Search each line of the data for the word "impl"; copy every line where it is found.

━━ EXTRACTED INFORMATION ━━

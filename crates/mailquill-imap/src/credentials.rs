//! Collaborator traits for authentication.
//!
//! The engine never stores secrets and never links a Kerberos or SASL
//! library directly. Passwords, bearer tokens, GSSAPI contexts, and
//! generic SASL sessions all arrive through these seams, which keeps
//! the negotiator testable with in-memory fakes.

/// Account identity being authenticated.
#[derive(Debug, Clone)]
pub struct Account {
    /// Login name; may be empty when the caller wants anonymous access.
    pub username: String,
    /// Server hostname, used for GSSAPI service names and OAUTHBEARER.
    pub host: String,
}

impl Account {
    /// Creates an account identity.
    #[must_use]
    pub fn new(username: impl Into<String>, host: impl Into<String>) -> Self {
        Self {
            username: username.into(),
            host: host.into(),
        }
    }
}

/// Supplies the account password on demand.
pub trait CredentialSource: Send {
    /// Prompts for (or looks up) the password.
    ///
    /// Returning `None` means the user cancelled; the negotiator stops
    /// the whole attempt rather than falling through to the next
    /// mechanism.
    fn password(&mut self, username: &str, host: &str) -> Option<String>;
}

/// Supplies OAuth bearer tokens on demand.
///
/// Token refresh is the caller's business; the engine just asks for a
/// currently valid token each time it needs one.
pub trait TokenSource: Send {
    /// Returns a valid bearer token for the user.
    ///
    /// # Errors
    ///
    /// Returns a human-readable message when no token can be produced.
    fn bearer_token(&mut self, username: &str) -> std::result::Result<String, String>;
}

/// Outcome of one GSSAPI context step.
#[derive(Debug, Clone, PartialEq, Eq)]
pub enum ContextStep {
    /// More rounds needed; send this token and await the next challenge.
    Continue(Vec<u8>),
    /// Context established; send this (possibly empty) token.
    Complete(Vec<u8>),
}

/// An established or in-progress GSSAPI security context.
pub trait SecurityContext: Send {
    /// Feeds a server token in, produces the next client token.
    ///
    /// # Errors
    ///
    /// Returns a human-readable message when the context fails.
    fn step(&mut self, input: &[u8]) -> std::result::Result<ContextStep, String>;

    /// Unwraps a protected message from the server.
    ///
    /// # Errors
    ///
    /// Returns a human-readable message when unwrapping fails.
    fn unwrap(&mut self, input: &[u8]) -> std::result::Result<Vec<u8>, String>;

    /// Wraps a message for the server (no encryption requested).
    ///
    /// # Errors
    ///
    /// Returns a human-readable message when wrapping fails.
    fn wrap(&mut self, input: &[u8]) -> std::result::Result<Vec<u8>, String>;
}

/// Creates GSSAPI security contexts.
pub trait ContextBuilder: Send {
    /// Starts a context for a service name like `imap@mail.example.com`.
    ///
    /// # Errors
    ///
    /// Returns a human-readable message when no context can be started
    /// (no credential cache, unknown realm). The negotiator treats this
    /// as "mechanism unavailable", not as an authentication failure.
    fn establish(&mut self, service: &str) -> std::result::Result<Box<dyn SecurityContext>, String>;
}

/// One in-progress generic SASL authentication.
pub trait SaslClient: Send {
    /// Mechanism name as negotiated, for the AUTHENTICATE command.
    fn mechanism(&self) -> &str;

    /// Produces the response to a decoded server challenge.
    ///
    /// # Errors
    ///
    /// Returns a human-readable message when the exchange cannot
    /// continue; the negotiator aborts the command.
    fn respond(&mut self, challenge: &[u8]) -> std::result::Result<Vec<u8>, String>;
}

/// Picks and starts a generic SASL mechanism.
pub trait SaslFactory: Send {
    /// Starts a client session for the best mechanism among `offered`.
    ///
    /// # Errors
    ///
    /// Returns a human-readable message when none of the offered
    /// mechanisms can be used; the negotiator treats this as
    /// "mechanism unavailable".
    fn begin(
        &mut self,
        offered: &[String],
        username: &str,
    ) -> std::result::Result<Box<dyn SaslClient>, String>;
}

━━━

■ RESULT BELOW
impl Account {
    pub fn new(username: impl Into<String>, host: impl Into<String>) -> Self {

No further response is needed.